Work item -> Of the lines below, write out exactly those from the line with "pub use assertions::*;" through the line with "pub mod constants", both included, and skip the rest.

------------------------------------

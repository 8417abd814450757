//! Testing utilities for the verifier
//!
//! Available to unit tests and, with the `testing` feature, to integration
//! tests.
//!
//! ## Organization
//!
//! - [`fixtures`] - Pre-built settings, services and metadata
//! - [`builders`] - Test certificate authorities and CRLs
//! - [`assertions`] - Assertion helpers for verification errors
//! - [`mock`] - Software authenticator and CRL fetchers
//!
//! ## Usage
//!
//! ```rust,ignore
//! use vouchrs_webauthn::testing::{TestAttestation, TestFixtures};
//! use vouchrs_webauthn::webauthn::ExtensionInputs;
//!
//! let (service, _repository) = TestFixtures::service();
//! let authenticator = TestFixtures::authenticator();
//!
//! let (options, state) = service
//!     .start_registration("dXNlcg", "alice", "Alice", ExtensionInputs::default())
//!     .unwrap();
//! let response = authenticator.register(&options.challenge, &TestAttestation::None);
//! assert!(service.finish_registration(&response, &state).is_ok());
//! ```

pub mod assertions;
pub mod builders;
pub mod fixtures;
pub mod mock;

// Re-export commonly used items for convenience
pub use assertions::*;
pub use builders::{TestCa, TestCertificate, TestCertificateBuilder};
pub use fixtures::TestFixtures;
pub use mock::{
    AndroidKeyStatement, AppleStatement, SafetyNetStatement, SoftwareAuthenticator,
    StaticCrlFetcher, TestAttestation, TpmStatement,
};

/// Common test constants
pub mod constants {
    use uuid::Uuid;

    /// Relying party id of the test fixtures
    pub const TEST_RP_ID: &str = "example.com";

    /// Origin of the test relying party
    pub const TEST_ORIGIN: &str = "https://example.com";

    /// Base64url user handle
    pub const TEST_USER_HANDLE: &str = "dGVzdC11c2VyLWhhbmRsZQ";

    /// Default test user name
    pub const TEST_USER_NAME: &str = "test@example.com";

    /// Default test display name
    pub const TEST_DISPLAY_NAME: &str = "Test User";

    /// AAGUID of the software authenticator
    pub const TEST_AAGUID: Uuid = Uuid::from_bytes([
        0x56, 0x6f, 0x75, 0x63, 0x68, 0x72, 0x73, 0x2d, 0x74, 0x65, 0x73, 0x74, 0x2d, 0x61, 0x61,
        0x67,
    ]);
}
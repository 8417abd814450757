#![warn(clippy::pedantic)]
#![warn(clippy::cargo)]
#![deny(warnings)]
#![allow(clippy::multiple_crate_versions)]

/// Version of the vouchrs-webauthn library
pub const VERSION: &str = env!("CARGO_PKG_VERSION");

pub mod attestation;
pub mod cose;
pub mod repository;
pub mod settings;
pub mod trust;
pub mod utils;
pub mod webauthn;

#[cfg(any(test, feature = "testing"))]
pub mod testing;

/// Re-export commonly used items
pub use attestation::{AttestationFormat, AttestationType, TrustPath};
pub use repository::{CredentialSourceRepository, InMemoryCredentialSourceRepository};
pub use settings::VerifierSettings;
pub use trust::{CertificateChainChecker, MetadataTrustResolver, RevocationPolicy};
pub use webauthn::{ErrorKind, WebAuthnError, WebAuthnService, WebAuthnSettings};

------------------------------------

Solution to this task ->
pub use assertions::*;
pub use builders::{TestCa, TestCertificate, TestCertificateBuilder};
pub use fixtures::TestFixtures;
pub use mock::{
    AndroidKeyStatement, AppleStatement, SafetyNetStatement, SoftwareAuthenticator,
    StaticCrlFetcher, TestAttestation, TpmStatement,
};

/// Common test constants
pub mod constants {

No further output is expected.